Researchers used data from more than 700 people to discover biomarkers corresponding with ultra-processed food consumption. Sets of metabolites found in blood and urine "reliably

correspond" with how much energy from ultra-processed food a person consumes, according to the findings published in the journal PLOS Medicine. Ultra-processed foods, or UPFs, are

ready-to-eat or heat items made with ingredients extracted from foods or synthesised in labs, with little or no whole foods in their composition. They are often high in added sugar, fat and

salt, and low in protein and fibre. Common examples include bacon, sausages, breakfast cereals, ham, burgers, ice cream, crisps, mass-produced bread, canned baked beans, biscuits, fizzy

drinks, fruit-flavoured yoghurts, instant soups, and some alcoholic drinks, such as rum. UPFs can account for more than half of the calories consumed in the average diet, yet their impact on

human health remains unclear, in part because it is so difficult to accurately track exactly how many UPFs people eat.
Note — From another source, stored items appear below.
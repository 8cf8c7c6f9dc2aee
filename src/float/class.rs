use num_traits::Zero;

use crate::float::FloatValue;

/// The class of a value, derived from its exponent and mantissa fields.
#[derive(Debug, Clone, Copy, PartialEq, Eq, Hash)]
pub enum FloatClass {
    Zero,
    Subnormal,
    Normal,
    Infinity,
    NaN,
}

impl FloatValue {
    pub fn classify(&self) -> FloatClass {
        let mantissa_is_zero = self.mantissa.is_zero();
        if self.exponent == 0 {
            if mantissa_is_zero {
                FloatClass::Zero
            } else {
                FloatClass::Subnormal
            }
        } else if self.exponent == self.format.max_exponent() {
            if mantissa_is_zero {
                FloatClass::Infinity
            } else {
                FloatClass::NaN
            }
        } else {
            FloatClass::Normal
        }
    }

    pub fn is_nan(&self) -> bool {
        self.classify() == FloatClass::NaN
    }

    pub fn is_inf(&self) -> bool {
        self.classify() == FloatClass::Infinity
    }

    pub fn is_zero(&self) -> bool {
        self.classify() == FloatClass::Zero
    }

    pub fn is_normal(&self) -> bool {
        self.classify() == FloatClass::Normal
    }

    pub fn is_subnormal(&self) -> bool {
        self.classify() == FloatClass::Subnormal
    }

    pub fn is_finite(&self) -> bool {
        !matches!(self.classify(), FloatClass::Infinity | FloatClass::NaN)
    }
}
For the new study, American researchers analysed blood and urine

samples from 718 older adults, alongside diet details, to identify chemical fingerprints, called poly-metabolite scores, linked to UPF intake. The team found that hundreds of blood and urine

metabolites were associated with the percentage of energy someone consumes from UPFs. The researchers explained that a poly-metabolite score corresponding with UPF intake could be created

using 28 of the blood metabolites or 33 urine metabolites. The score was predictive of UPF intake among participants using self-reported dietary data. The research team then validated the

scores in a controlled feeding study, confirming the scores could distinguish, within subjects, between high-UPF and no-UPF diets among 20 patients with high-controlled diets. The scores

also "significantly differed" between a UPF-heavy diet and one without UPFs, according to the findings. Study leader Dr Erikka Loftfield, of the National Cancer Institute in

Maryland, said: “The identified poly-metabolite scores could serve as objective measures of UPF intake in large population studies to complement or reduce reliance on self-reported dietary

data. “Poly-metabolite scores should be evaluated and iteratively improved in populations with diverse diets and a wide range of UPF intake.” She added: “We developed and tested

poly-metabolite scores in blood and urine that were predictive of diets high in energy from UPF intake in an observational study of free-living adults and in a highly controlled feeding

trial, respectively. These poly-metabolite scores could serve as objective measures of UPF intake in large population studies to complement or reduce reliance on self-reported dietary data.

"Additionally, these findings could provide novel insight into the role of UPF in human health.”